TASK STATEMENT:
Across the entries below, how many lines contain the string "Result"? Give only the count.

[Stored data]

§

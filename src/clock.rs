use chrono::DateTime;
use chrono::FixedOffset;
use chrono::Utc;
use std::time::SystemTime;

/// Japan Standard Time, UTC+9 with no daylight saving.
const TOKYO_OFFSET_SECS: i32 = 9 * 3600;
/// Rendered when the ledger has never been written.
pub const NEVER: &str = "-";

fn tokyo() -> FixedOffset {
    FixedOffset::east_opt(TOKYO_OFFSET_SECS).expect("utc+9 is in range")
}

/// Last-modified marker of the persisted ledger, shown in Tokyo time
/// as `YYYY-MM-DD HH:MM:SS`, or `-` if nothing was ever saved.
#[derive(Debug, Clone, Copy, PartialEq, Eq)]
pub struct Stamp(Option<DateTime<FixedOffset>>);

impl Stamp {
    pub fn is_never(&self) -> bool {
        self.0.is_none()
    }
}

impl From<SystemTime> for Stamp {
    fn from(time: SystemTime) -> Self {
        Self(Some(DateTime::<Utc>::from(time).with_timezone(&tokyo())))
    }
}

impl From<Option<SystemTime>> for Stamp {
    fn from(time: Option<SystemTime>) -> Self {
        time.map(Self::from).unwrap_or(Self(None))
    }
}

impl std::fmt::Display for Stamp {
    fn fmt(&self, f: &mut std::fmt::Formatter) -> std::fmt::Result {
        match self.0 {
            Some(time) => write!(f, "{}", time.format("%Y-%m-%d %H:%M:%S")),
            None => write!(f, "{}", NEVER),
        }
    }
}

impl serde::Serialize for Stamp {
    fn serialize<S: serde::Serializer>(&self, serializer: S) -> Result<S::Ok, S::Error> {
        serializer.collect_str(self)
    }
}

§

ANSWER FOR THE TASK:
2